The discussion also turned to a Dec. 14 follow-up meeting Miller had with Berlo, on the eve of the public announcement. At that meeting, Siegel said, Berlo told Miller that "you've got my total support there. We lost a good coach because of dollars. It's embarrassing for us."

Berlo said he did not recall making that specific comment. But he added that his discussions with Miller were aimed at "moving forward" and that he did not want to relitigate the decision.

"I felt like Ms. Miller had great success at UMD, but based on an analysis of finances and academics, it was time to move on," Berlo testified.

Additionally, Berlo said a performance review from the past spring gave Miller only a "competent" rating, which he said should have been an indication that her performance needed to improve.

Miller, who guided the Bulldogs to five national championships in 16 seasons, is suing UMD for sex discrimination and retaliation. The trial in U.S. District Court in Duluth started on Tuesday and is expected to continue into next week.

Earlier Wednesday morning, Black concluded what amounted to about 4½ hours of testimony over two days.
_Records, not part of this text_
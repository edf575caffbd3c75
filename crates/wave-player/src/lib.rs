//! Decoded-audio playback core.
//!
//! Two tightly coupled halves:
//! - the **decoder** ([`decoder::WaveDecoder`]) normalizes any supported
//!   input into a fixed stereo/32-bit-float client format and exposes a
//!   byte-oriented read/seek surface with frame-accurate positioning;
//! - the **playback engine** ([`engine::PlaybackEngine`]) drives a
//!   source → volume → bit-depth chain into a rotating set of device
//!   buffers on a latency-derived cadence.
//!
//! Native backends (file decoding, device output) sit behind the traits in
//! [`backend`]; production implementations use Symphonia ([`decode`]) and
//! CPAL ([`sink`]).

pub mod backend;
pub mod config;
pub mod convert;
pub mod decode;
pub mod decoder;
pub mod device;
pub mod engine;
pub mod error;
pub mod format;
pub mod queue;
pub mod sink;
pub mod source;
pub mod volume;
He also was pressed about performance issues not being explained to Miller at the Dec. 9 meeting.

"It's not a good time to get into details," Black testified. "There's a lot of emotion, it's difficult for them to hear what you have to say. Mr. Berlo and I felt we needed to keep the focus on financial considerations, and not get into any other details."
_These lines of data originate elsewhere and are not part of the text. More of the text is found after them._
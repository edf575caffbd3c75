//! Symphonia-backed implementation of the media file backend.
//!
//! Probes the container, decodes packets into interleaved `f32`, converts
//! the channel layout to the fixed stereo client format, and serves frames
//! in exact `max_frames` portions by buffering packet remainders.

use std::fs::File;
use std::path::Path;

use symphonia::core::audio::SampleBuffer;
use symphonia::core::codecs::{CODEC_TYPE_NULL, Decoder, DecoderOptions};
use symphonia::core::errors::Error as SymphoniaError;
use symphonia::core::formats::{FormatOptions, FormatReader, SeekMode, SeekTo};
use symphonia::core::io::MediaSourceStream;
use symphonia::core::meta::MetadataOptions;
use symphonia::core::probe::Hint;
use wave_types::{AudioEncoding, WaveFormat};

use crate::backend::{MediaBackend, MediaFile};
use crate::error::BackendError;
use crate::format::ClientFormat;

/// Opens audio files through Symphonia's probe and codec registry.
pub struct SymphoniaBackend;

impl MediaBackend for SymphoniaBackend {
    fn open(&self, path: &Path) -> Result<Box<dyn MediaFile>, BackendError> {
        let file = File::open(path)
            .map_err(|e| BackendError::Open(format!("open {}: {e}", path.display())))?;
        let mss = MediaSourceStream::new(Box::new(file), Default::default());

        let mut hint = Hint::new();
        if let Some(ext) = path.extension().and_then(|e| e.to_str()) {
            hint.with_extension(ext);
        }

        let probed = symphonia::default::get_probe()
            .format(
                &hint,
                mss,
                &FormatOptions::default(),
                &MetadataOptions::default(),
            )
            .map_err(|e| BackendError::Open(e.to_string()))?;
        let reader = probed.format;

        let (track_id, params) = {
            let track = reader
                .tracks()
                .iter()
                .find(|t| t.codec_params.codec != CODEC_TYPE_NULL)
                .ok_or_else(|| BackendError::Open("no audio track".into()))?;
            (track.id, track.codec_params.clone())
        };

        let sample_rate = params
            .sample_rate
            .ok_or_else(|| BackendError::Open("unknown sample rate".into()))?;
        let channels = params.channels.map(|c| c.count() as u16).unwrap_or(2);
        let bits = params.bits_per_sample.unwrap_or(16) as u16;

        let decoder = symphonia::default::get_codecs()
            .make(&params, &DecoderOptions::default())
            .map_err(|e| BackendError::Open(e.to_string()))?;

        tracing::info!(
            rate_hz = sample_rate,
            channels = channels,
            bits = bits,
            "opened media file"
        );

        Ok(Box::new(SymphoniaFile {
            reader,
            decoder,
            track_id,
            source_format: WaveFormat::new(sample_rate, bits, channels, AudioEncoding::Pcm),
            total_frames: params.n_frames.unwrap_or(0),
            delay_frames: params.delay.map(u64::from),
            client: None,
            pending: Vec::new(),
            pending_pos: 0,
            skip_frames: 0,
        }))
    }
}

/// One opened file: format reader + codec decoder + stereo sample buffer.
struct SymphoniaFile {
    reader: Box<dyn FormatReader>,
    decoder: Box<dyn Decoder>,
    track_id: u32,
    source_format: WaveFormat,
    total_frames: u64,
    delay_frames: Option<u64>,
    client: Option<ClientFormat>,
    /// Interleaved stereo client-format samples not yet handed out.
    pending: Vec<f32>,
    pending_pos: usize,
    /// Frames to drop after a coarse container seek so reads stay
    /// sample-accurate.
    skip_frames: u64,
}

impl SymphoniaFile {
    fn available_frames(&self) -> usize {
        (self.pending.len() - self.pending_pos) / 2
    }

    fn apply_skip(&mut self) {
        if self.skip_frames == 0 {
            return;
        }
        let drop = (self.skip_frames as usize).min(self.available_frames());
        self.pending_pos += drop * 2;
        self.skip_frames -= drop as u64;
        if self.pending_pos == self.pending.len() {
            self.pending.clear();
            self.pending_pos = 0;
        }
    }

    /// Decode packets until one for our track lands in `pending`.
    ///
    /// Returns `false` at end of stream.
    fn decode_next_packet(&mut self) -> Result<bool, BackendError> {
        loop {
            let packet = match self.reader.next_packet() {
                Ok(p) => p,
                Err(SymphoniaError::IoError(ref e))
                    if e.kind() == std::io::ErrorKind::UnexpectedEof =>
                {
                    return Ok(false);
                }
                Err(SymphoniaError::ResetRequired) => return Ok(false),
                Err(e) => return Err(BackendError::Read(e.to_string())),
            };
            if packet.track_id() != self.track_id {
                continue;
            }

            let decoded = match self.decoder.decode(&packet) {
                Ok(d) => d,
                // Skip over corrupt packets rather than aborting the stream.
                Err(SymphoniaError::DecodeError(_)) => continue,
                Err(SymphoniaError::IoError(ref e))
                    if e.kind() == std::io::ErrorKind::UnexpectedEof =>
                {
                    return Ok(false);
                }
                Err(e) => return Err(BackendError::Read(e.to_string())),
            };

            let frames = decoded.frames();
            if frames == 0 {
                continue;
            }
            let spec = *decoded.spec();
            let mut sample_buf = SampleBuffer::<f32>::new(frames as u64, spec);
            sample_buf.copy_interleaved_ref(decoded);
            push_stereo(
                &mut self.pending,
                sample_buf.samples(),
                spec.channels.count(),
            );
            return Ok(true);
        }
    }
}

impl MediaFile for SymphoniaFile {
    fn file_format(&self) -> WaveFormat {
        self.source_format
    }

    fn set_client_format(&mut self, client: &ClientFormat) -> Result<(), BackendError> {
        if client.channels != 2 || client.bits_per_sample != 32 {
            return Err(BackendError::Format(
                "this backend converts to stereo 32-bit float only".into(),
            ));
        }
        if client.frames_per_packet != 1 {
            return Err(BackendError::Format("frames_per_packet must be 1".into()));
        }
        if client.sample_rate != self.source_format.sample_rate {
            return Err(BackendError::Format(
                "client sample rate must match the source".into(),
            ));
        }
        self.client = Some(*client);
        Ok(())
    }

    fn read_frames(&mut self, buf: &mut [u8], max_frames: usize) -> Result<usize, BackendError> {
        if self.client.is_none() {
            return Err(BackendError::Format("client format not set".into()));
        }

        loop {
            self.apply_skip();
            if self.available_frames() >= max_frames {
                break;
            }
            if !self.decode_next_packet()? {
                self.apply_skip();
                break;
            }
        }

        let take = max_frames.min(self.available_frames());
        let start = self.pending_pos;
        for (i, sample) in self.pending[start..start + take * 2].iter().enumerate() {
            buf[i * 4..i * 4 + 4].copy_from_slice(&sample.to_le_bytes());
        }
        self.pending_pos += take * 2;
        if self.pending_pos == self.pending.len() {
            self.pending.clear();
            self.pending_pos = 0;
        }
        Ok(take)
    }

    fn seek_frames(&mut self, frame_offset: u64) -> Result<(), BackendError> {
        let seeked = self
            .reader
            .seek(
                SeekMode::Accurate,
                SeekTo::TimeStamp {
                    ts: frame_offset,
                    track_id: self.track_id,
                },
            )
            .map_err(|e| BackendError::Seek(e.to_string()))?;
        self.decoder.reset();
        self.pending.clear();
        self.pending_pos = 0;
        // Containers seek to packet boundaries; drop the lead-in frames so
        // the next read starts exactly at the requested frame.
        self.skip_frames = seeked.required_ts.saturating_sub(seeked.actual_ts);
        Ok(())
    }

    fn leading_frames(&self) -> Option<u64> {
        self.delay_frames
    }

    fn total_frames(&self) -> u64 {
        self.total_frames
    }
}

/// Convert an interleaved packet to the stereo client layout.
///
/// Mono is duplicated; layouts beyond stereo fold the average of the extra
/// channels into L and R, clamped to the unit range so the fold cannot
/// clip past full scale.
fn push_stereo(dst: &mut Vec<f32>, samples: &[f32], src_channels: usize) {
    match src_channels {
        0 => {}
        1 => {
            dst.reserve(samples.len() * 2);
            for &s in samples {
                dst.push(s);
                dst.push(s);
            }
        }
        2 => dst.extend_from_slice(samples),
        n => {
            dst.reserve(samples.len() / n * 2);
            for frame in samples.chunks_exact(n) {
                let extra = &frame[2..];
                let spill = extra.iter().sum::<f32>() / extra.len() as f32;
                dst.push((frame[0] + spill).clamp(-1.0, 1.0));
                dst.push((frame[1] + spill).clamp(-1.0, 1.0));
            }
        }
    }
}

#[cfg(test)]
mod tests {
    use super::*;

    #[test]
    fn push_stereo_duplicates_mono() {
        let mut dst = Vec::new();
        push_stereo(&mut dst, &[0.1, 0.2], 1);
        assert_eq!(dst, vec![0.1, 0.1, 0.2, 0.2]);
    }

    #[test]
    fn push_stereo_passes_stereo_through() {
        let mut dst = Vec::new();
        push_stereo(&mut dst, &[0.1, 0.2, 0.3, 0.4], 2);
        assert_eq!(dst, vec![0.1, 0.2, 0.3, 0.4]);
    }

    #[test]
    fn push_stereo_folds_extra_channels_into_front_pair() {
        let mut dst = Vec::new();
        // One quad frame: extra channels average to 0.4.
        push_stereo(&mut dst, &[0.2, 0.4, 0.2, 0.6], 4);
        assert_eq!(dst.len(), 2);
        assert!((dst[0] - 0.6).abs() < 1e-6);
        assert!((dst[1] - 0.8).abs() < 1e-6);
    }

    #[test]
    fn push_stereo_downmix_clamps_to_unit_range() {
        let mut dst = Vec::new();
        // Two quad frames whose folds would overshoot full scale.
        push_stereo(
            &mut dst,
            &[0.9, 0.9, 0.8, 0.8, -0.9, -0.9, -0.8, -0.8],
            4,
        );
        assert_eq!(dst, vec![1.0, 1.0, -1.0, -1.0]);
    }

    #[test]
    fn push_stereo_ignores_zero_channels() {
        let mut dst = Vec::new();
        push_stereo(&mut dst, &[], 0);
        assert!(dst.is_empty());
    }
}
Donald Chance Mark Jr., another attorney for Miller, turned the discussion to one of the factors subsequently cited by UMD in its decision: a financial analysis prepared by Berlo showing that Miller was paid about three times as much per win as the women's hockey head coaches at Minnesota and Wisconsin during her final four seasons.

Mark told Black that UMD men's hockey coach Scott Sandelin earned nearly $2,200 more than Miller for each of his wins during the same period, in which he accumulated a similar record.
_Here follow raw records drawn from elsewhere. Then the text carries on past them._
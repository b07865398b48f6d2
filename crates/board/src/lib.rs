//! Presentation layer for the todo repository
//!
//! Holds the create form draft, turns user intents into repository calls
//! and exposes the repository's collection as display rows.

mod board;
mod draft;
mod view;

pub use board::TodoBoard;
pub use draft::TodoDraft;
pub use view::TodoRow;

pub use todo_core::CompletionSummary;
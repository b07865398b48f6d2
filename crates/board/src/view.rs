//! Display rows

use serde::Serialize;
use todo_core::todo::DATE_FORMAT;
use todo_core::{Priority, Todo, TodoId};

/// One todo as the list shows it
#[derive(Debug, Clone, PartialEq, Eq, Serialize)]
#[serde(rename_all = "camelCase")]
pub struct TodoRow {
    pub id: TodoId,
    pub badge: &'static str,
    pub title: String,
    pub due_date: Option<String>,
    pub completed: bool,
}

impl From<&Todo> for TodoRow {
    fn from(todo: &Todo) -> Self {
        Self {
            id: todo.id.clone(),
            // Records without a priority display as low
            badge: todo.priority.as_ref().map_or(Priority::Low.badge(), Priority::badge),
            title: todo.title.clone(),
            due_date: todo.due_date.map(|d| d.format(DATE_FORMAT).to_string()),
            completed: todo.completed,
        }
    }
}

#[cfg(test)]
mod tests {
    use super::*;
    use chrono::NaiveDate;

    #[test]
    fn test_row_from_todo() {
        let mut todo = Todo::new("-a1", "Buy milk");
        todo.priority = Some(Priority::High);
        todo.due_date = NaiveDate::from_ymd_opt(2024, 6, 1);

        let row = TodoRow::from(&todo);
        assert_eq!(row.badge, "H");
        assert_eq!(row.due_date.as_deref(), Some("2024-06-01"));
        assert!(!row.completed);
    }

    #[test]
    fn test_missing_priority_shows_low_badge() {
        let mut todo = Todo::new("-a2", "Loose end");
        todo.priority = None;
        assert_eq!(TodoRow::from(&todo).badge, "L");
    }

    #[test]
    fn test_row_serializes_camel_case() {
        let row = TodoRow::from(&Todo::new("-a3", "Stretch"));
        let value = serde_json::to_value(&row).unwrap();
        assert!(value.get("dueDate").is_some());
    }
}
Mark asked the chancellor how Miller, who had won about 70 percent of games in her career, received the non-renewal in December 2014 while Sandelin, with a near-even career record, received an extension in March 2016, bringing him pay raises and job security through 2021.

"He was doing very well," Black testified. "He had won the national championship in 2011. He did have some down years, but he was bouncing back. The team was performing very well academically, he was an all-around good coach and things were on the upswing."

He added that the women's program was facing challenges near the end of Miller's tenure, failing to quality for the NCAA tournament in each of her last four seasons.

"With coaches, it depends on what they're doing now and in recent years," Black said. "While I respect the past, the focus is on what they're doing now as a predictor of the future."

Berlo and Black were asked to draw comparisons between Miller's tenure and that of new head coach Maura Crowell. In her three years at the helm, the women's team returned to the NCAA tournament in 2017, but finished with losing records in each of the other two seasons.

Both the chancellor and athletic director spoke highly of Crowell.

"She has had a great start with us," Black testified. "She was named coach of the year last year. She is recruiting well, her team is doing well academically and she is very engaged in the community."

Two other witnesses were called by Miller's attorneys Wednesday.

Herb Lewis, a UMD donor and a member of the chancellor's advisory committee, testified about conversations he had with Black and Berlo. He said he was given no indication before the December 2014 decision that Miller would be let go, and he said he was only told later that it was that it was a "business decision."

John Gilbert, a longtime Minnesota hockey reporter, testified about Berlo's appearance on his Duluth radio show a day after the decision was announced. Gilbert, who compared Miller to legendary coach Herb Brooks, said he was "baffled" by the decision but that Berlo did not offer any reason other than finances.

The university began its questioning of Berlo shortly before day's end. He will resume testimony Thursday morning.

The jury consists of eight women and four men.